Porcupine Tree - In Absentia
Ok time to take it up a notch or two. This one may not be as familiar to most of you but Steven Wilson is a musical genius pushing the boundary of progressive rock. The first cut, Blackest Eyes starts with a wicked guitar riff that had me pushing the power and the NR1403 delivered with serious punch. For those of you that want to turn it up to eleven, this is where you add your external amp and get as much power as you want. For the rest of us the receiver plays louder than you would want to stay in the room.

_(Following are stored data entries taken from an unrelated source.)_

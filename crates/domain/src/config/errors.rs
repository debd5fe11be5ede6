#[derive(Debug, thiserror::Error)]
pub enum ConfigError {
    #[error("Failed to read config file {0}: {1}")]
    FileRead(String, String),

    #[error("Failed to write config file {0}: {1}")]
    FileWrite(String, String),

    #[error("Failed to parse config: {0}")]
    Parse(String),

    #[error("Configuration validation error: {0}")]
    Validation(String),
}
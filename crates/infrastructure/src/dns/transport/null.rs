use ferrous_resolve_application::{ClientRequest, ClientResponse, RequestResolver};
use ferrous_resolve_domain::DomainError;

/// Resolver that fails every request. Used as the UDP fallback when TCP
/// retries are disabled.
#[derive(Debug, Default, Clone, Copy)]
pub struct NullResolver;

impl RequestResolver for NullResolver {
    fn resolve(&self, request: &ClientRequest) -> Result<ClientResponse, DomainError> {
        Err(DomainError::RequestFailed(format!(
            "no resolver available for request {} to {}",
            request.id(),
            request.destination()
        )))
    }

    fn protocol_name(&self) -> &'static str {
        "NULL"
    }
}
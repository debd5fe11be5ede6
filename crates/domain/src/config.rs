pub mod errors;
pub mod logging;
pub mod resolver;
pub mod root;

pub use errors::ConfigError;
pub use logging::LoggingConfig;
pub use resolver::{parse_server_addr, ResolverConfig, TransportProtocol, DEFAULT_DNS_PORT};
pub use root::{CliOverrides, Config};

Zuill Bailey - The Bach Cello Suites
Now we go to the opposite end of the music spectrum. Classical music is complex and each musician brings his own interpretation, feeling and emotion to it. This can be difficult for an audio system to capture and bring to life. For me this makes classical music a great way to test the capabilities of an audio system. The Bach Cello Suites are one of my favorite pieces. For years János Starker was my go to cellist for Suite No. 1 In G Major, but Zuill Bailey brings new emotion and warmth to the piece. The NR1403 did a great job bringing this music to life. There was good depth, the strings had a nice resonance, and the notes hung on air with realistic decay.
James Bond - Skyfall
Time for some nitty gritty and what we all do with our receivers; watch movies. For me the latest edition to the James Bond saga is the best. It is closer to the books and less campy than some of the earlier Bond films. Not only the story but this movie is feast for the eyes and ears. The NR1403 did a fantastic job letting the cinematography shine through. The night-time sequences in Shanghai and Macao were rich and sumptuous; the cityscapes of Turkey and London real; and you could almost feel the cold of an overcast Scotland.

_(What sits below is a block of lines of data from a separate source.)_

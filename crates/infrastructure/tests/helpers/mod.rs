pub mod dns_server_mock;

pub use dns_server_mock::*;
use std::fmt;
use std::str::FromStr;

/// Resource record type codes (RFC 1035 §3.2.2 and successors).
///
/// Codes this crate has no dedicated handling for are carried in
/// [`RecordType::Unknown`] so they survive a decode/encode cycle unchanged.
#[derive(Debug, Clone, Copy, PartialEq, Eq, Hash)]
pub enum RecordType {
    A,
    NS,
    CNAME,
    SOA,
    PTR,
    MX,
    TXT,
    AAAA,
    SRV,
    OPT,
    ANY,
    Unknown(u16),
}

impl RecordType {
    pub fn as_str(&self) -> &'static str {
        match self {
            RecordType::A => "A",
            RecordType::NS => "NS",
            RecordType::CNAME => "CNAME",
            RecordType::SOA => "SOA",
            RecordType::PTR => "PTR",
            RecordType::MX => "MX",
            RecordType::TXT => "TXT",
            RecordType::AAAA => "AAAA",
            RecordType::SRV => "SRV",
            RecordType::OPT => "OPT",
            RecordType::ANY => "ANY",
            RecordType::Unknown(_) => "UNKNOWN",
        }
    }

    pub fn to_u16(&self) -> u16 {
        match self {
            RecordType::A => 1,
            RecordType::NS => 2,
            RecordType::CNAME => 5,
            RecordType::SOA => 6,
            RecordType::PTR => 12,
            RecordType::MX => 15,
            RecordType::TXT => 16,
            RecordType::AAAA => 28,
            RecordType::SRV => 33,
            RecordType::OPT => 41,
            RecordType::ANY => 255,
            RecordType::Unknown(code) => *code,
        }
    }

    pub fn from_u16(code: u16) -> Self {
        match code {
            1 => RecordType::A,
            2 => RecordType::NS,
            5 => RecordType::CNAME,
            6 => RecordType::SOA,
            12 => RecordType::PTR,
            15 => RecordType::MX,
            16 => RecordType::TXT,
            28 => RecordType::AAAA,
            33 => RecordType::SRV,
            41 => RecordType::OPT,
            255 => RecordType::ANY,
            other => RecordType::Unknown(other),
        }
    }

    /// True for the record types whose data is a raw IP address.
    pub fn is_address(&self) -> bool {
        matches!(self, RecordType::A | RecordType::AAAA)
    }
}

impl fmt::Display for RecordType {
    fn fmt(&self, f: &mut fmt::Formatter<'_>) -> fmt::Result {
        match self {
            RecordType::Unknown(code) => write!(f, "TYPE{}", code),
            known => write!(f, "{}", known.as_str()),
        }
    }
}

impl FromStr for RecordType {
    type Err = String;

    fn from_str(s: &str) -> Result<Self, Self::Err> {
        let upper = s.to_uppercase();
        match upper.as_str() {
            "A" => Ok(RecordType::A),
            "NS" => Ok(RecordType::NS),
            "CNAME" => Ok(RecordType::CNAME),
            "SOA" => Ok(RecordType::SOA),
            "PTR" => Ok(RecordType::PTR),
            "MX" => Ok(RecordType::MX),
            "TXT" => Ok(RecordType::TXT),
            "AAAA" => Ok(RecordType::AAAA),
            "SRV" => Ok(RecordType::SRV),
            "OPT" => Ok(RecordType::OPT),
            "ANY" | "*" => Ok(RecordType::ANY),
            _ => upper
                .strip_prefix("TYPE")
                .and_then(|code| code.parse::<u16>().ok())
                .map(RecordType::from_u16)
                .ok_or_else(|| format!("Unknown record type: {}", s)),
        }
    }
}

#[cfg(test)]
mod tests {
    use super::*;

    #[test]
    fn test_known_codes_roundtrip() {
        for code in [1u16, 2, 5, 6, 12, 15, 16, 28, 33, 41, 255] {
            let rt = RecordType::from_u16(code);
            assert!(!matches!(rt, RecordType::Unknown(_)), "code {}", code);
            assert_eq!(rt.to_u16(), code);
        }
    }

    #[test]
    fn test_unknown_code_preserved() {
        let rt = RecordType::from_u16(257);
        assert_eq!(rt, RecordType::Unknown(257));
        assert_eq!(rt.to_u16(), 257);
        assert_eq!(rt.to_string(), "TYPE257");
        assert_eq!("type257".parse::<RecordType>().unwrap(), rt);
    }

    #[test]
    fn test_from_str_case_insensitive() {
        assert_eq!("aaaa".parse::<RecordType>().unwrap(), RecordType::AAAA);
        assert_eq!("Ptr".parse::<RecordType>().unwrap(), RecordType::PTR);
        assert!("BOGUS".parse::<RecordType>().is_err());
    }

    #[test]
    fn test_is_address() {
        assert!(RecordType::A.is_address());
        assert!(RecordType::AAAA.is_address());
        assert!(!RecordType::PTR.is_address());
        assert!(!RecordType::MX.is_address());
    }
}
use super::WireReader;
use crate::DomainError;
use bytes::{BufMut, BytesMut};
use std::fmt;

pub const HEADER_SIZE: usize = 12;

#[derive(Debug, Clone, Copy, PartialEq, Eq, Hash, Default)]
pub enum OpCode {
    #[default]
    Query,
    InverseQuery,
    Status,
    Notify,
    Update,
    Other(u8),
}

impl OpCode {
    pub fn to_u8(&self) -> u8 {
        match self {
            OpCode::Query => 0,
            OpCode::InverseQuery => 1,
            OpCode::Status => 2,
            OpCode::Notify => 4,
            OpCode::Update => 5,
            OpCode::Other(code) => code & 0x0F,
        }
    }

    pub fn from_u8(code: u8) -> Self {
        match code & 0x0F {
            0 => OpCode::Query,
            1 => OpCode::InverseQuery,
            2 => OpCode::Status,
            4 => OpCode::Notify,
            5 => OpCode::Update,
            other => OpCode::Other(other),
        }
    }
}

impl fmt::Display for OpCode {
    fn fmt(&self, f: &mut fmt::Formatter<'_>) -> fmt::Result {
        match self {
            OpCode::Query => f.write_str("QUERY"),
            OpCode::InverseQuery => f.write_str("IQUERY"),
            OpCode::Status => f.write_str("STATUS"),
            OpCode::Notify => f.write_str("NOTIFY"),
            OpCode::Update => f.write_str("UPDATE"),
            OpCode::Other(code) => write!(f, "OPCODE{}", code),
        }
    }
}

#[derive(Debug, Clone, Copy, PartialEq, Eq, Hash, Default)]
pub enum ResponseCode {
    #[default]
    NoError,
    FormatError,
    ServerFailure,
    NameError,
    NotImplemented,
    Refused,
    Other(u8),
}

impl ResponseCode {
    pub fn to_u8(&self) -> u8 {
        match self {
            ResponseCode::NoError => 0,
            ResponseCode::FormatError => 1,
            ResponseCode::ServerFailure => 2,
            ResponseCode::NameError => 3,
            ResponseCode::NotImplemented => 4,
            ResponseCode::Refused => 5,
            ResponseCode::Other(code) => code & 0x0F,
        }
    }

    pub fn from_u8(code: u8) -> Self {
        match code & 0x0F {
            0 => ResponseCode::NoError,
            1 => ResponseCode::FormatError,
            2 => ResponseCode::ServerFailure,
            3 => ResponseCode::NameError,
            4 => ResponseCode::NotImplemented,
            5 => ResponseCode::Refused,
            other => ResponseCode::Other(other),
        }
    }

    pub fn as_status(&self) -> &'static str {
        match self {
            ResponseCode::NoError => "NOERROR",
            ResponseCode::FormatError => "FORMERR",
            ResponseCode::ServerFailure => "SERVFAIL",
            ResponseCode::NameError => "NXDOMAIN",
            ResponseCode::NotImplemented => "NOTIMP",
            ResponseCode::Refused => "REFUSED",
            ResponseCode::Other(_) => "UNKNOWN",
        }
    }
}

impl fmt::Display for ResponseCode {
    fn fmt(&self, f: &mut fmt::Formatter<'_>) -> fmt::Result {
        match self {
            ResponseCode::Other(code) => write!(f, "RCODE{}", code),
            known => f.write_str(known.as_status()),
        }
    }
}

// Bit positions are counted from the least significant bit of each flag byte.
const QR: (u8, u8) = (7, 1);
const OPCODE: (u8, u8) = (3, 4);
const AA: (u8, u8) = (2, 1);
const TC: (u8, u8) = (1, 1);
const RD: (u8, u8) = (0, 1);
const RA: (u8, u8) = (7, 1);
const Z: (u8, u8) = (4, 3);
const RCODE: (u8, u8) = (0, 4);

fn get_bits(byte: u8, (offset, len): (u8, u8)) -> u8 {
    (byte >> offset) & ((1u8 << len) - 1)
}

fn set_bits(byte: u8, (offset, len): (u8, u8), value: u8) -> u8 {
    let mask = ((1u8 << len) - 1) << offset;
    (byte & !mask) | ((value << offset) & mask)
}

/// The fixed 12-byte message header.
#[derive(Debug, Clone, Copy, PartialEq, Eq, Default)]
pub struct Header {
    pub id: u16,
    pub response: bool,
    pub opcode: OpCode,
    pub authoritative: bool,
    pub truncated: bool,
    pub recursion_desired: bool,
    pub recursion_available: bool,
    /// The three Z bits, kept only so a decoded header re-encodes unchanged.
    pub reserved: u8,
    pub response_code: ResponseCode,
    pub question_count: u16,
    pub answer_count: u16,
    pub authority_count: u16,
    pub additional_count: u16,
}

impl Header {
    /// Standard recursive query header.
    pub fn query(id: u16) -> Self {
        Self {
            id,
            recursion_desired: true,
            ..Self::default()
        }
    }

    pub fn with_counts(self, questions: u16, answers: u16, authority: u16, additional: u16) -> Self {
        Self {
            question_count: questions,
            answer_count: answers,
            authority_count: authority,
            additional_count: additional,
            ..self
        }
    }

    pub fn flags(&self) -> u16 {
        let mut high = 0u8;
        high = set_bits(high, QR, self.response as u8);
        high = set_bits(high, OPCODE, self.opcode.to_u8());
        high = set_bits(high, AA, self.authoritative as u8);
        high = set_bits(high, TC, self.truncated as u8);
        high = set_bits(high, RD, self.recursion_desired as u8);

        let mut low = 0u8;
        low = set_bits(low, RA, self.recursion_available as u8);
        low = set_bits(low, Z, self.reserved);
        low = set_bits(low, RCODE, self.response_code.to_u8());

        u16::from_be_bytes([high, low])
    }

    /// Header carrying `id` and the unpacked `flags`, with all counts zero.
    pub fn from_flags(id: u16, flags: u16) -> Self {
        let [high, low] = flags.to_be_bytes();
        Self {
            id,
            response: get_bits(high, QR) == 1,
            opcode: OpCode::from_u8(get_bits(high, OPCODE)),
            authoritative: get_bits(high, AA) == 1,
            truncated: get_bits(high, TC) == 1,
            recursion_desired: get_bits(high, RD) == 1,
            recursion_available: get_bits(low, RA) == 1,
            reserved: get_bits(low, Z),
            response_code: ResponseCode::from_u8(get_bits(low, RCODE)),
            ..Self::default()
        }
    }

    pub fn write_to(&self, buf: &mut BytesMut) {
        buf.put_u16(self.id);
        buf.put_u16(self.flags());
        buf.put_u16(self.question_count);
        buf.put_u16(self.answer_count);
        buf.put_u16(self.authority_count);
        buf.put_u16(self.additional_count);
    }

    pub fn to_bytes(&self) -> [u8; HEADER_SIZE] {
        let mut buf = BytesMut::with_capacity(HEADER_SIZE);
        self.write_to(&mut buf);
        let mut out = [0u8; HEADER_SIZE];
        out.copy_from_slice(&buf);
        out
    }

    pub fn decode(reader: &mut WireReader<'_>) -> Result<Self, DomainError> {
        let id = reader.read_u16()?;
        let flags = reader.read_u16()?;
        let question_count = reader.read_u16()?;
        let answer_count = reader.read_u16()?;
        let authority_count = reader.read_u16()?;
        let additional_count = reader.read_u16()?;

        Ok(Self::from_flags(id, flags).with_counts(
            question_count,
            answer_count,
            authority_count,
            additional_count,
        ))
    }

    pub fn from_bytes(buf: &[u8]) -> Result<Self, DomainError> {
        Self::decode(&mut WireReader::new(buf))
    }
}

#[cfg(test)]
mod tests {
    use super::*;

    #[test]
    fn test_bit_helpers() {
        assert_eq!(get_bits(0b0111_1000, OPCODE), 0b1111);
        assert_eq!(set_bits(0xFF, OPCODE, 0), 0b1000_0111);
        assert_eq!(set_bits(0x00, Z, 0xFF), 0b0111_0000);
    }

    #[test]
    fn test_query_header_flags() {
        let header = Header::query(0x1234);
        assert_eq!(header.flags(), 0x0100);
        assert_eq!(
            header.with_counts(1, 0, 0, 0).to_bytes(),
            [0x12, 0x34, 0x01, 0x00, 0x00, 0x01, 0, 0, 0, 0, 0, 0]
        );
    }

    #[test]
    fn test_typical_response_flags() {
        let header = Header::from_flags(7, 0x8180);
        assert!(header.response);
        assert!(header.recursion_desired);
        assert!(header.recursion_available);
        assert!(!header.truncated);
        assert_eq!(header.opcode, OpCode::Query);
        assert_eq!(header.response_code, ResponseCode::NoError);
    }

    #[test]
    fn test_nxdomain_flags() {
        let header = Header::from_flags(7, 0x8183);
        assert_eq!(header.response_code, ResponseCode::NameError);
        assert_eq!(header.response_code.to_string(), "NXDOMAIN");
    }

    #[test]
    fn test_decode_short_header_fails() {
        assert!(Header::from_bytes(&[0u8; 11]).is_err());
    }
}
pub mod dns;
use ferrous_resolve_application::ClientResponse;
use ferrous_resolve_domain::{DomainName, Record};
use std::net::IpAddr;

pub fn print_addresses(addresses: &[IpAddr]) {
    for address in addresses {
        println!("{}", address);
    }
}

pub fn print_name(name: &DomainName) {
    println!("{}", name);
}

/// Prints a response in the layout `dig` uses.
pub fn print_response(response: &ClientResponse) {
    let header = response.message().header();
    println!(
        ";; ->>HEADER<<- opcode: {}, status: {}, id: {}",
        header.opcode, header.response_code, header.id
    );

    let flags: Vec<&str> = [
        (header.response, "qr"),
        (header.authoritative, "aa"),
        (header.truncated, "tc"),
        (header.recursion_desired, "rd"),
        (header.recursion_available, "ra"),
    ]
    .into_iter()
    .filter_map(|(set, flag)| set.then_some(flag))
    .collect();
    println!(
        ";; flags: {}; QUERY: {}, ANSWER: {}, AUTHORITY: {}, ADDITIONAL: {}",
        flags.join(" "),
        response.questions().len(),
        response.answers().len(),
        response.authorities().len(),
        response.additionals().len()
    );

    println!();
    println!(";; QUESTION SECTION:");
    for question in response.questions() {
        println!(";{}.\t\t{}\t{}", question.name, question.class, question.record_type);
    }

    print_section("ANSWER", response.answers());
    print_section("AUTHORITY", response.authorities());
    print_section("ADDITIONAL", response.additionals());

    println!();
    println!(";; SERVER: {}", response.source());
    println!(";; MSG SIZE  rcvd: {}", response.size());
}

fn print_section(title: &str, records: &[Record]) {
    if records.is_empty() {
        return;
    }
    println!();
    println!(";; {} SECTION:", title);
    for record in records {
        println!("{}", record);
    }
}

This brings me to the sound; in a word, brilliant. The explosions had impact, the bullets screaming by and tires screeching. This is what I live for. I found myself looking left and right at times when something startled me from the surrounds. But we know there are more to movies than the adrenaline rush. The voices were easy to understand and the music blended seamlessly. The NR1403 gave a complete soundstage without being gimmicky or taking away from the movie.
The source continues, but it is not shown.